> _Your goal_:
When the string "ExtractedDocument" is part of a line in the data below, report the whole line.

+ + + +

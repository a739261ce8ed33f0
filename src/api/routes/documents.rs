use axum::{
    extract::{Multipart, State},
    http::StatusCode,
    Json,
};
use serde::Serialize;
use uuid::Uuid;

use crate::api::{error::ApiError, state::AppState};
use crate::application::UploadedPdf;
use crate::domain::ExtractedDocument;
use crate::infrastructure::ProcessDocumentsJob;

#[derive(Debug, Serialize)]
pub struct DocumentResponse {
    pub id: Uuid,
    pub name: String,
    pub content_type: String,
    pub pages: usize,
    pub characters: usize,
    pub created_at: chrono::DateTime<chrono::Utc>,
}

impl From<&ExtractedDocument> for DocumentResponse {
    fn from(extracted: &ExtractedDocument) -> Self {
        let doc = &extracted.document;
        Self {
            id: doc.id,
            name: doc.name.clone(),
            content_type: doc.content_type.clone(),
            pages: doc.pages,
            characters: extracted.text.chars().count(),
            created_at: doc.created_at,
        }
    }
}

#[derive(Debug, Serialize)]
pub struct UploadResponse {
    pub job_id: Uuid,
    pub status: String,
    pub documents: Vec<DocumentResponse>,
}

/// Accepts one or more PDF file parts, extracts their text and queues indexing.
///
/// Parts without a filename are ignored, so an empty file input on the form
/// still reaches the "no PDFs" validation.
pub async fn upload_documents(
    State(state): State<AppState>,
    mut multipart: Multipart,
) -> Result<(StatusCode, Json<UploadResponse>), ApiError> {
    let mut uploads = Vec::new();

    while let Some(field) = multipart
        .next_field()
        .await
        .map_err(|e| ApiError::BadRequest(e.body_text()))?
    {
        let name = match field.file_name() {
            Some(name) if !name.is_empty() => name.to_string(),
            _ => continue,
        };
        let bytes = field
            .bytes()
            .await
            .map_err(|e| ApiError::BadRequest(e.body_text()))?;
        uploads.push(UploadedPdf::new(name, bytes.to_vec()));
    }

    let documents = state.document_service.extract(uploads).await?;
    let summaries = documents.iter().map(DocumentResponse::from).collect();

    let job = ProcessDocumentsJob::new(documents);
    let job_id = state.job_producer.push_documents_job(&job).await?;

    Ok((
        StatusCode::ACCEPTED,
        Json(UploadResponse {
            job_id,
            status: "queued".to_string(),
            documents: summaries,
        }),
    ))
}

+ + + +

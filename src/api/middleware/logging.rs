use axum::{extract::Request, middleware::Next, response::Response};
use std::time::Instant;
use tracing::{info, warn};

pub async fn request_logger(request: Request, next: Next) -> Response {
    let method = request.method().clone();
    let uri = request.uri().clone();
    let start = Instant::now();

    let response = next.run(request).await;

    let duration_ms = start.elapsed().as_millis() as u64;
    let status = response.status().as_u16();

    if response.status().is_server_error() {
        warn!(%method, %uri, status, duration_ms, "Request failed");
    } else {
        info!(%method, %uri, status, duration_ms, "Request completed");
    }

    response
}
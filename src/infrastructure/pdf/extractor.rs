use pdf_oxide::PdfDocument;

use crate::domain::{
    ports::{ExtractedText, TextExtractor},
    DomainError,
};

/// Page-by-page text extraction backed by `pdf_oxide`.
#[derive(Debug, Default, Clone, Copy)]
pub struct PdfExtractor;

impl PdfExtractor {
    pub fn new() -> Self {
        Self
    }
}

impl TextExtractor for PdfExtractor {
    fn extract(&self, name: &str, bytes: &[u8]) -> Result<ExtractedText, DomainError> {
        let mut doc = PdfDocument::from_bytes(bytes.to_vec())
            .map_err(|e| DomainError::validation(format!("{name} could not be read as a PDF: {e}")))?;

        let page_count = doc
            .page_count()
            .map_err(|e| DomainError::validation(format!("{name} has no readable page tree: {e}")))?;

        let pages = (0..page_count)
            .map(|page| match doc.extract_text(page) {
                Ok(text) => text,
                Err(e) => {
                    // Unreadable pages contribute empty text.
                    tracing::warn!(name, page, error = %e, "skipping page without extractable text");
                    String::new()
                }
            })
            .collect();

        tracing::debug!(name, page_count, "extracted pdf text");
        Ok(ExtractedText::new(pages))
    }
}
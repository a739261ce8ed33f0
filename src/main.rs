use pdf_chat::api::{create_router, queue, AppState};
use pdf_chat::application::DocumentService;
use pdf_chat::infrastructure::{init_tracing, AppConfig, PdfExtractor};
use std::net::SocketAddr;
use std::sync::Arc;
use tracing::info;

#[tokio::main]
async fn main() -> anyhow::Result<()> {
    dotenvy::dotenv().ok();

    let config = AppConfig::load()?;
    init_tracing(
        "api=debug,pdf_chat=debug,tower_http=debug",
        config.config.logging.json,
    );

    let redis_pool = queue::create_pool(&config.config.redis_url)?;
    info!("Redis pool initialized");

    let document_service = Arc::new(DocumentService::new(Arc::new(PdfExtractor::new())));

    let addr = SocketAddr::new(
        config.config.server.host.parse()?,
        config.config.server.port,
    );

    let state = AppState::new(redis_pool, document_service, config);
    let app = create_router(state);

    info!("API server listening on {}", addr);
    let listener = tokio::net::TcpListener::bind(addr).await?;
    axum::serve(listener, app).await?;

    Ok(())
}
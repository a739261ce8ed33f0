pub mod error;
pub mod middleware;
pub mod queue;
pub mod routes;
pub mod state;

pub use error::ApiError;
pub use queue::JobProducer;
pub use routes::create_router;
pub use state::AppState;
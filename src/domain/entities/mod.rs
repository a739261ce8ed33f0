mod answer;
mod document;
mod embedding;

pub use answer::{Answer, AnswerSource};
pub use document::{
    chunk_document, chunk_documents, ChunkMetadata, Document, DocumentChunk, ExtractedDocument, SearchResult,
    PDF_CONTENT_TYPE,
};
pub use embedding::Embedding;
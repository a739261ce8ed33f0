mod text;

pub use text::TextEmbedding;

+ + + +

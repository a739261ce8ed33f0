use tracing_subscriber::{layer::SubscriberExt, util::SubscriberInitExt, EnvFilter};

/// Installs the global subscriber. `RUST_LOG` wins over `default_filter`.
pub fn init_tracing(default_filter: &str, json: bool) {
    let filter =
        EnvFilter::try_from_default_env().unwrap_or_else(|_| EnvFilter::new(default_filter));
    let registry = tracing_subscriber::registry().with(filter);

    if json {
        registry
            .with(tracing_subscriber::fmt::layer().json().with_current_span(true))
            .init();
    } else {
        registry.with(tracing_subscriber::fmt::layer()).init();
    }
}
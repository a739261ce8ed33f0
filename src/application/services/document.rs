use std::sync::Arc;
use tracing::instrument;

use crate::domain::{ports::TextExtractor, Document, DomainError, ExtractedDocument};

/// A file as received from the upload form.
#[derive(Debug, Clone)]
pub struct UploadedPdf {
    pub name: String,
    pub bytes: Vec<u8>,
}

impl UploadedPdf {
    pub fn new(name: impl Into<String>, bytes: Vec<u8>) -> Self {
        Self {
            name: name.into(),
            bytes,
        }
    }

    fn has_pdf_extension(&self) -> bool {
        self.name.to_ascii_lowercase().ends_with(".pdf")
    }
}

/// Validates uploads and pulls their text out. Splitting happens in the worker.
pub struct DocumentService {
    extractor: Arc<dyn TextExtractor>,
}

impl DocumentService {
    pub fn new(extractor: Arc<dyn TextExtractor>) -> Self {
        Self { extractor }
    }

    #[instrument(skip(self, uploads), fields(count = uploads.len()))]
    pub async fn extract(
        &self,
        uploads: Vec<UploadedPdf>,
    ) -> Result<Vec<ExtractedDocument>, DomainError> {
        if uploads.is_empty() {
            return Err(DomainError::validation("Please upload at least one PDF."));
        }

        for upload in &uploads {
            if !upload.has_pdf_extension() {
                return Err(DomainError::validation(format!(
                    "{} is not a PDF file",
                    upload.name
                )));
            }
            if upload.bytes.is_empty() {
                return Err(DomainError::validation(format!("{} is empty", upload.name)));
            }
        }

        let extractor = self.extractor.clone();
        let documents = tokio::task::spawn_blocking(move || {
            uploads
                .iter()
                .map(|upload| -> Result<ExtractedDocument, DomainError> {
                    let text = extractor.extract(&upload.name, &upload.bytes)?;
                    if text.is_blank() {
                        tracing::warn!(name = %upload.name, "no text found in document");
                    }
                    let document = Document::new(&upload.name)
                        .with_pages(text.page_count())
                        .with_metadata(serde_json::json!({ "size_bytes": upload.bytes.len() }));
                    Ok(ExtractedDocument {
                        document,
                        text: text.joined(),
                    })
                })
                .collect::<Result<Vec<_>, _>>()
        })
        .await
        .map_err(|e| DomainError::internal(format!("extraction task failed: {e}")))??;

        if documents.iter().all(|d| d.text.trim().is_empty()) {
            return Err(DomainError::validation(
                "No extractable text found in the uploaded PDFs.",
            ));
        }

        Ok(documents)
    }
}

+ + + +

> _Solution to the problem_:
use crate::domain::ExtractedDocument;
impl From<&ExtractedDocument> for DocumentResponse {
    fn from(extracted: &ExtractedDocument) -> Self {
    chunk_document, chunk_documents, ChunkMetadata, Document, DocumentChunk, ExtractedDocument, SearchResult,
use crate::domain::{ports::TextExtractor, Document, DomainError, ExtractedDocument};
    ) -> Result<Vec<ExtractedDocument>, DomainError> {
                .map(|upload| -> Result<ExtractedDocument, DomainError> {
                    Ok(ExtractedDocument {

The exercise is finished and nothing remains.